As Warren Buffett is in the news in a big way again, the old debate on Efficient Market Hypothesis has resurfaced. Greg Mankiw weighs in on it. As much as I respect and admire Prof. Mankiw, I don't think his word on this should be given the weight you would afford his views on macroeconomics. Academic economists add an important component to this debate, but a practicioner's perspective is a critical element that cannot be ignored. Actual investors, managing real money, who have serious fiduciary obligations by necessity know more about this question than the academics. In this category, the grand master is probably this guy. Here's an excerpt from his excellent book, Pioneering Portfolio Management:

"Investors evaluating management alternatives for marketable equity portfolios face a spectrum ranging from generally efficiently priced large-capitalization domestic equities to the frequently mispriced emerging market stocks." Also, "Because Wall Street finds following smaller companies far less profitable...investors face the prospect of uncovering some interesting, mispriced investment opportunities...small capitalization equity managers with an edge have a reasonable shot at generating attractive relative returns."

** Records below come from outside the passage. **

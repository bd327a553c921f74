//! Creative generation orchestrator.
//!
//! [`CreativeStudio`] turns user intent into calls against a
//! [`GenerativeProvider`](atelier_interface::GenerativeProvider): a cake
//! recommendation for an occasion, a concept image at a chosen resolution
//! tier, or a short video animated from an image.
//!
//! # Example
//!
//! ```no_run
//! use atelier::{CreativeStudio, StudioConfig};
//! use atelier_core::ResolutionTier;
//! use atelier_models::{ApiKeySlot, EnvCredentials, GeminiClient};
//!
//! # async fn example() -> Result<(), Box<dyn std::error::Error>> {
//! let slot = ApiKeySlot::new();
//! let credentials = EnvCredentials::new(slot.clone());
//! let studio = CreativeStudio::new(GeminiClient::new(slot)?, credentials, StudioConfig::default());
//!
//! if let Some(idea) = studio.recommend("les 80 ans de ma grand-mère").await? {
//!     let image = studio.generate_image(idea.name(), ResolutionTier::TwoK).await?;
//!     println!("{} bytes", image.payload().data().len());
//! }
//! # Ok(())
//! # }
//! ```

pub mod cli;
mod config;
mod guard;
mod studio;

pub use config::{PollingConfig, StudioConfig};
pub use studio::{CreativeStudio, GenerationOutcome};
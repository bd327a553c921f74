//! Atelier - creative generation studio on the command line.

use atelier::cli::{Cli, PromptCredentials, run_command};
use atelier::{CreativeStudio, StudioConfig};
use atelier_core::init_tracing;
use atelier_models::{ApiKeySlot, EnvCredentials, GeminiClient};
use clap::Parser;
use tracing::info;

#[tokio::main]
async fn main() -> anyhow::Result<()> {
    let _ = dotenvy::dotenv();
    let cli = Cli::parse();

    init_tracing(cli.json_logs).map_err(anyhow::Error::msg)?;
    info!("Starting Atelier");

    let config = StudioConfig::load(cli.config.as_deref())?;

    let slot = ApiKeySlot::new();
    let env_credentials = EnvCredentials::new(slot.clone());
    let client = GeminiClient::new(slot.clone())?
        .with_base_url(config.api_base_url().clone())
        .with_models(config.models().clone());

    if cli.interactive_key {
        let studio = CreativeStudio::new(client, PromptCredentials::new(slot), config);
        run_command(studio, cli.command).await
    } else {
        let studio = CreativeStudio::new(client, env_credentials, config);
        run_command(studio, cli.command).await
    }
}
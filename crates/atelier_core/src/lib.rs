//! Core data types for the Atelier creative generation orchestrator.
//!
//! This crate provides the request, result, and job types shared by the
//! provider integrations and the orchestrator.

mod asset;
mod job;
mod kind;
mod media;
mod observability;
mod prompts;
mod recommendation;
mod request;
mod settings;

pub use asset::{AssetParameters, GeneratedAsset};
pub use job::{JobHandle, VideoPhase};
pub use kind::GenerationKind;
pub use media::{MediaPayload, SourceImage};
pub use observability::init_tracing;
pub use prompts::{
    ANIMATION_PROMPT, STATUS_FETCHING, STATUS_POLLING, STATUS_STARTING, image_prompt,
    recommendation_prompt, recommendation_schema,
};
pub use recommendation::Recommendation;
pub use request::GenerationRequest;
pub use settings::{AspectRatio, ResolutionTier};
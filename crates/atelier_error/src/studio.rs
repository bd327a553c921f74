//! Orchestrator error taxonomy.

use derive_more::{Display, Error};

/// Terminal failure conditions of a single generation invocation.
///
/// Every variant ends the invocation that raised it; nothing here is retried.
#[derive(Debug, Clone, PartialEq, Eq, Hash, Display)]
pub enum StudioErrorKind {
    /// Empty prompt or unusable source image, rejected before any call.
    #[display("Invalid input: {}", _0)]
    InvalidInput(String),

    /// The provider refused the credential, or no credential could be selected.
    #[display("Entitlement error: {}", _0)]
    Entitlement(String),

    /// The response did not parse into the expected structured shape.
    #[display("Response format error: {}", _0)]
    ResponseFormat(String),

    /// The response carried no usable payload.
    #[display("No content: {}", _0)]
    NoContent(String),

    /// Any other transport or provider failure.
    #[display("Generation failed: {}", _0)]
    GenerationFailed(String),

    /// A generation of the same kind is already in flight.
    #[display("A {} generation is already in progress", _0)]
    Busy(String),

    /// The caller cancelled the generation while it was polling.
    #[display("Generation cancelled")]
    Cancelled,

    /// The job did not complete within the configured number of polls.
    #[display("Job still running after {} polls", attempts)]
    PollLimitExceeded {
        /// Polls issued before giving up
        attempts: u32,
    },
}

/// Orchestrator error with location tracking.
///
/// # Examples
///
/// ```
/// use atelier_error::{StudioError, StudioErrorKind};
///
/// let err = StudioError::new(StudioErrorKind::NoContent("no image part".to_string()));
/// assert!(format!("{}", err).contains("no image part"));
/// ```
#[derive(Debug, Clone, Display, Error)]
#[display("Studio Error: {} at line {} in {}", kind, line, file)]
pub struct StudioError {
    /// The specific error kind.
    pub kind: StudioErrorKind,
    /// Line number where error occurred.
    pub line: u32,
    /// File where error occurred.
    pub file: &'static str,
}

impl StudioError {
    /// Creates a new error with automatic location tracking.
    #[track_caller]
    pub fn new(kind: StudioErrorKind) -> Self {
        let loc = std::panic::Location::caller();
        Self {
            kind,
            line: loc.line(),
            file: loc.file(),
        }
    }
}
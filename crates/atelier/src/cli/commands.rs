//! CLI command definitions.

use atelier_core::{AspectRatio, ResolutionTier};
use clap::{Parser, Subcommand};
use std::path::PathBuf;

/// Atelier - cake recommendations, concept images, and animated videos.
#[derive(Parser, Debug)]
#[command(name = "atelier")]
#[command(about = "Creative generation studio backed by Gemini and Veo")]
#[command(version)]
pub struct Cli {
    /// Configuration file layered over the user config
    #[arg(short, long, global = true)]
    pub config: Option<PathBuf>,

    /// Emit logs as JSON
    #[arg(long, global = true)]
    pub json_logs: bool,

    /// Prompt for an API key when none is selected or the key is rejected
    #[arg(long, global = true)]
    pub interactive_key: bool,

    /// Command to run
    #[command(subcommand)]
    pub command: Commands,
}

/// Available commands.
#[derive(Subcommand, Debug)]
pub enum Commands {
    /// Suggest a cake for an occasion
    Recommend {
        /// The occasion, in free text
        occasion: String,

        /// Print the recommendation as JSON
        #[arg(long)]
        json: bool,
    },

    /// Render a concept image of a cake
    Image {
        /// Description of the cake
        prompt: String,

        /// Resolution tier (1K, 2K, 4K)
        #[arg(short, long, default_value_t = ResolutionTier::OneK)]
        tier: ResolutionTier,

        /// Where to write the image
        #[arg(short, long)]
        output: PathBuf,
    },

    /// Animate an image into a short video
    Animate {
        /// Image file to animate
        image: PathBuf,

        /// Frame shape (16:9, 9:16)
        #[arg(short, long, default_value_t = AspectRatio::Portrait)]
        aspect_ratio: AspectRatio,

        /// Where to write the video
        #[arg(short, long)]
        output: PathBuf,
    },

    /// Print the effective configuration as TOML
    Config,
}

There you have it. Parts (most) of the market are efficient, and other parts are less so. Like many theories EMH is broadly applicable but breaks down significantly under certain circumstances and and within certain areas of activity. The savviest investors know where it holds and where it breaks down and marshall their resources appropriately.

N.B. Swensen's book referenced above is indespensable for serious, professional investors, and his other book is highly valuable for anyone who takes an active role in the planning and execution of their individual investments.